++++ Supplied entries
//! Robots.txt handling module
//!
//! This module provides functionality for fetching and evaluating robots.txt files.
//! Every fetch made by the pipeline is gated on these checks.

mod gate;
mod parser;

pub use gate::{RobotsDecision, RobotsGate};
pub use parser::ParsedRobots;
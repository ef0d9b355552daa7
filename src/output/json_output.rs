//! JSON export
//!
//! Pretty-printed with four-space indentation. serde_json never escapes
//! non-ASCII characters, so they are written literally.

use crate::output::traits::OutputResult;
use serde::de::DeserializeOwned;
use serde::Serialize;
use serde_json::ser::PrettyFormatter;
use std::fs::File;
use std::io::{BufReader, BufWriter, Write};
use std::path::Path;

const INDENT: &[u8] = b"    ";

/// Serializes `value` to a pretty JSON string
pub fn to_json_string<T: Serialize + ?Sized>(value: &T) -> OutputResult<String> {
    let mut buf = Vec::new();
    let mut serializer =
        serde_json::Serializer::with_formatter(&mut buf, PrettyFormatter::with_indent(INDENT));
    value.serialize(&mut serializer)?;

    // serde_json only emits valid UTF-8
    Ok(String::from_utf8_lossy(&buf).into_owned())
}

/// Writes `value` as pretty JSON, replacing any existing file
pub fn write_json<T: Serialize + ?Sized>(value: &T, path: &Path) -> OutputResult<()> {
    let mut writer = BufWriter::new(File::create(path)?);
    let mut serializer =
        serde_json::Serializer::with_formatter(&mut writer, PrettyFormatter::with_indent(INDENT));
    value.serialize(&mut serializer)?;
    writer.flush()?;

    tracing::debug!("Wrote JSON to {}", path.display());
    Ok(())
}

/// Reads a value previously written with [`write_json`]
pub fn read_json<T: DeserializeOwned>(path: &Path) -> OutputResult<T> {
    let reader = BufReader::new(File::open(path)?);
    Ok(serde_json::from_reader(reader)?)
}
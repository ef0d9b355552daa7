//! Parsed HTML document and its read-only queries
//!
//! Parsing never rejects markup: html5ever repairs whatever it is given. The
//! only input refused is content that is not text at all.

use crate::extract::{Image, Link};
use crate::DocumentError;
use encoding_rs::{Encoding, UTF_8};
use scraper::{ElementRef, Html, Selector};

/// Number of leading characters inspected for NUL
const SNIFF_LEN: usize = 1024;

const HEADING_TAGS: [&str; 6] = ["h1", "h2", "h3", "h4", "h5", "h6"];

/// Literal prefix identifying wiki-style links
const WIKI_PREFIX: &str = "/wiki";

/// Compiles a CSS selector
pub fn compile_selector(css: &str) -> Result<Selector, DocumentError> {
    Selector::parse(css).map_err(|e| DocumentError::Selector {
        selector: css.to_string(),
        message: e.to_string(),
    })
}

/// Extracts the `charset` parameter of a Content-Type value
fn charset_param(content_type: &str) -> Option<&str> {
    content_type.split(';').skip(1).find_map(|param| {
        let (name, value) = param.split_once('=')?;
        name.trim()
            .eq_ignore_ascii_case("charset")
            .then(|| value.trim().trim_matches('"'))
    })
}

/// Decodes a response body to text
///
/// A byte order mark wins over the declared charset. Without either, or when
/// the charset label is unknown, the body is read as UTF-8. Malformed
/// sequences become U+FFFD.
///
/// # Example
///
/// ```
/// use gleaner::crawler::decode_body;
///
/// let text = decode_body(b"caf\xe9", Some("text/html; charset=iso-8859-1"));
/// assert_eq!(text, "café");
/// ```
pub fn decode_body(bytes: &[u8], content_type: Option<&str>) -> String {
    let encoding = content_type
        .and_then(charset_param)
        .and_then(|label| Encoding::for_label(label.as_bytes()))
        .unwrap_or(UTF_8);

    let (text, used, had_errors) = encoding.decode(bytes);
    if had_errors {
        tracing::debug!("Body contained sequences invalid in {}", used.name());
    }
    text.into_owned()
}

/// Immutable, queryable HTML tree
#[derive(Debug)]
pub struct ParsedDocument {
    html: Html,
}

impl ParsedDocument {
    /// Parses raw response bytes
    ///
    /// Bytes are decoded with [`decode_body`] using the response's
    /// Content-Type, if known.
    ///
    /// # Returns
    ///
    /// * `Ok(ParsedDocument)` - Parsed tree
    /// * `Err(DocumentError::Binary)` - The decoded text has a NUL in its first 1024 characters
    pub fn parse(bytes: &[u8], content_type: Option<&str>) -> Result<Self, DocumentError> {
        Self::from_html(&decode_body(bytes, content_type))
    }

    /// Parses an HTML string
    ///
    /// # Example
    ///
    /// ```
    /// use gleaner::ParsedDocument;
    ///
    /// let doc = ParsedDocument::from_html("<h1>Title</h1><p>Body</p>").unwrap();
    /// assert_eq!(doc.headings(), vec!["Title".to_string()]);
    /// assert_eq!(doc.count_tag("P"), 1);
    /// ```
    pub fn from_html(html: &str) -> Result<Self, DocumentError> {
        if html.chars().take(SNIFF_LEN).any(|c| c == '\0') {
            return Err(DocumentError::Binary(SNIFF_LEN));
        }

        Ok(Self {
            html: Html::parse_document(html),
        })
    }

    /// All elements in document order
    fn elements(&self) -> impl Iterator<Item = ElementRef<'_>> {
        self.html
            .root_element()
            .descendants()
            .filter_map(ElementRef::wrap)
    }

    fn elements_named<'a>(&'a self, tag: &'a str) -> impl Iterator<Item = ElementRef<'a>> + 'a {
        self.elements()
            .filter(move |element| element.value().name().eq_ignore_ascii_case(tag))
    }

    /// Text of every h1..h6 element, in document order
    pub fn headings(&self) -> Vec<String> {
        self.elements()
            .filter(|element| HEADING_TAGS.contains(&element.value().name()))
            .map(|element| element.text().collect())
            .collect()
    }

    /// `(href, text)` of every anchor with a non-empty href
    pub fn links(&self) -> Vec<Link> {
        self.elements_named("a")
            .filter_map(|element| {
                let href = element.value().attr("href").filter(|href| !href.is_empty())?;
                Some(Link {
                    href: href.to_string(),
                    text: element.text().collect(),
                })
            })
            .collect()
    }

    /// `(src, alt)` of every image; either attribute may be missing
    pub fn images(&self) -> Vec<Image> {
        self.elements_named("img")
            .map(|element| Image {
                src: element.value().attr("src").map(str::to_string),
                alt: element.value().attr("alt").map(str::to_string),
            })
            .collect()
    }

    /// Text nodes under `<body>` containing `keyword`, ignoring case
    ///
    /// An empty keyword matches every non-empty text node.
    pub fn find_text(&self, keyword: &str) -> Vec<String> {
        let Some(body) = self.elements_named("body").next() else {
            return Vec::new();
        };

        let needle = keyword.to_lowercase();
        body.descendants()
            .filter_map(|node| node.value().as_text())
            .map(|text| &**text)
            .filter(|text| !text.is_empty() && text.to_lowercase().contains(&needle))
            .map(str::to_string)
            .collect()
    }

    /// Outer HTML of every element matching a CSS selector
    ///
    /// # Returns
    ///
    /// * `Ok(Vec<String>)` - Matches in document order
    /// * `Err(DocumentError::Selector)` - The selector does not parse
    pub fn select(&self, css: &str) -> Result<Vec<String>, DocumentError> {
        let selector = compile_selector(css)?;
        Ok(self.select_compiled(&selector))
    }

    /// Outer HTML of every element matching an already compiled selector
    pub fn select_compiled(&self, selector: &Selector) -> Vec<String> {
        self.html
            .select(selector)
            .map(|element| element.html())
            .collect()
    }

    /// Number of elements named `tag`, ignoring case
    pub fn count_tag(&self, tag: &str) -> usize {
        self.elements_named(tag).count()
    }

    /// Hrefs beginning with `/wiki`, duplicates kept
    pub fn wiki_links(&self) -> Vec<String> {
        self.elements_named("a")
            .filter_map(|element| element.value().attr("href"))
            .filter(|href| href.starts_with(WIKI_PREFIX))
            .map(str::to_string)
            .collect()
    }
}
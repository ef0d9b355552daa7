//! Robots.txt parser implementation
//!
//! This module provides functionality for evaluating robots.txt content using the robotstxt crate.

use robotstxt::DefaultMatcher;

/// Blanket policy applied when no robots.txt body is available
#[derive(Debug, Clone, Copy, PartialEq, Eq)]
enum Fallback {
    AllowAll,
    DisallowAll,
}

/// Parsed robots.txt data
///
/// This is a wrapper around the robotstxt crate's matcher, providing a simplified
/// interface for checking if URLs are allowed.
#[derive(Debug, Clone)]
pub struct ParsedRobots {
    /// Raw robots.txt content (empty string means allow all)
    content: String,
    /// Policy that overrides the content when set
    fallback: Option<Fallback>,
}

impl ParsedRobots {
    /// Creates a new ParsedRobots from raw robots.txt content
    ///
    /// # Arguments
    ///
    /// * `content` - The raw robots.txt file content
    pub fn from_content(content: &str) -> Self {
        Self {
            content: content.to_string(),
            fallback: None,
        }
    }

    /// Creates a permissive ParsedRobots that allows everything
    ///
    /// This is used when robots.txt is missing, unreachable or returns a server error.
    pub fn allow_all() -> Self {
        Self {
            content: String::new(),
            fallback: Some(Fallback::AllowAll),
        }
    }

    /// Creates a ParsedRobots that denies everything
    ///
    /// This is used when robots.txt access itself is refused (401/403).
    pub fn disallow_all() -> Self {
        Self {
            content: String::new(),
            fallback: Some(Fallback::DisallowAll),
        }
    }

    /// Returns the raw robots.txt content
    pub fn content(&self) -> &str {
        &self.content
    }

    /// Checks if a URL is allowed for the given user agent
    ///
    /// The longest matching rule wins; a URL no rule matches is allowed.
    ///
    /// # Arguments
    ///
    /// * `url` - The absolute URL to check (e.g., "https://example.com/page.html")
    /// * `user_agent` - The user agent token; `*` only matches the wildcard group
    ///
    /// # Returns
    ///
    /// * `true` - If the URL is allowed
    /// * `false` - If the URL is disallowed
    pub fn is_allowed(&self, url: &str, user_agent: &str) -> bool {
        match self.fallback {
            Some(Fallback::AllowAll) => return true,
            Some(Fallback::DisallowAll) => return false,
            None => {}
        }

        if self.content.trim().is_empty() {
            return true;
        }

        let mut matcher = DefaultMatcher::default();
        matcher.one_agent_allowed_by_robots(&self.content, user_agent, url)
    }
}
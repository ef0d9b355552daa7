use serde::{Deserialize, Serialize};

/// An anchor's target and visible text
#[derive(Debug, Clone, PartialEq, Eq, Serialize, Deserialize)]
pub struct Link {
    pub href: String,
    pub text: String,
}

/// An image's source and alternative text
#[derive(Debug, Clone, PartialEq, Eq, Serialize, Deserialize)]
pub struct Image {
    pub src: Option<String>,
    pub alt: Option<String>,
}

/// Result of one extraction over a parsed page
///
/// Serialized as `{"kind": ..., "data": ...}`.
#[derive(Debug, Clone, PartialEq, Eq, Serialize, Deserialize)]
#[serde(tag = "kind", content = "data", rename_all = "snake_case")]
pub enum ExtractionResult {
    /// h1..h6 text in document order
    Headlines(Vec<String>),
    /// Anchors with a non-empty href
    Links(Vec<Link>),
    /// Every image element
    Images(Vec<Image>),
    /// Body text nodes containing a keyword
    TextMatches(Vec<String>),
    /// Number of elements with a tag name
    ElementCount(usize),
    /// Wiki-style hrefs of a single page
    FollowedLinks(Vec<String>),
    /// Outer HTML of CSS selector matches
    Selection(Vec<String>),
}

impl ExtractionResult {
    /// Short label for the result kind
    pub fn kind(&self) -> &'static str {
        match self {
            Self::Headlines(_) => "headlines",
            Self::Links(_) => "links",
            Self::Images(_) => "images",
            Self::TextMatches(_) => "text_matches",
            Self::ElementCount(_) => "element_count",
            Self::FollowedLinks(_) => "followed_links",
            Self::Selection(_) => "selection",
        }
    }

    /// Number of items held; an element count holds one value
    pub fn len(&self) -> usize {
        match self {
            Self::Headlines(items)
            | Self::TextMatches(items)
            | Self::FollowedLinks(items)
            | Self::Selection(items) => items.len(),
            Self::Links(links) => links.len(),
            Self::Images(images) => images.len(),
            Self::ElementCount(_) => 1,
        }
    }

    pub fn is_empty(&self) -> bool {
        self.len() == 0
    }
}

/// Headlines, links and images of one page
#[derive(Debug, Clone, Default, PartialEq, Eq, Serialize, Deserialize)]
pub struct PageSummary {
    pub headlines: Vec<String>,
    pub links: Vec<Link>,
    pub images: Vec<Image>,
}

impl PageSummary {
    /// Splits the summary into its three results
    pub fn into_results(self) -> [ExtractionResult; 3] {
        [
            ExtractionResult::Headlines(self.headlines),
            ExtractionResult::Links(self.links),
            ExtractionResult::Images(self.images),
        ]
    }
}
++++++++
What you should do: Up to and including the line with "any existing file", repeat the entries exactly, beginning at their first line.

Completed exercise:
//! Robots.txt handling module
//!
//! This module provides functionality for fetching and evaluating robots.txt files.
//! Every fetch made by the pipeline is gated on these checks.

mod gate;
mod parser;

pub use gate::{RobotsDecision, RobotsGate};
pub use parser::ParsedRobots;
repository ef0d9b355552daa7
filename src/output/json_output.rs
//! JSON export
//!
//! Pretty-printed with four-space indentation. serde_json never escapes
//! non-ASCII characters, so they are written literally.

use crate::output::traits::OutputResult;
use serde::de::DeserializeOwned;
use serde::Serialize;
use serde_json::ser::PrettyFormatter;
use std::fs::File;
use std::io::{BufReader, BufWriter, Write};
use std::path::Path;

const INDENT: &[u8] = b"    ";

/// Serializes `value` to a pretty JSON string
pub fn to_json_string<T: Serialize + ?Sized>(value: &T) -> OutputResult<String> {
    let mut buf = Vec::new();
    let mut serializer =
        serde_json::Serializer::with_formatter(&mut buf, PrettyFormatter::with_indent(INDENT));
    value.serialize(&mut serializer)?;

    // serde_json only emits valid UTF-8
    Ok(String::from_utf8_lossy(&buf).into_owned())
}

/// Writes `value` as pretty JSON, replacing any existing file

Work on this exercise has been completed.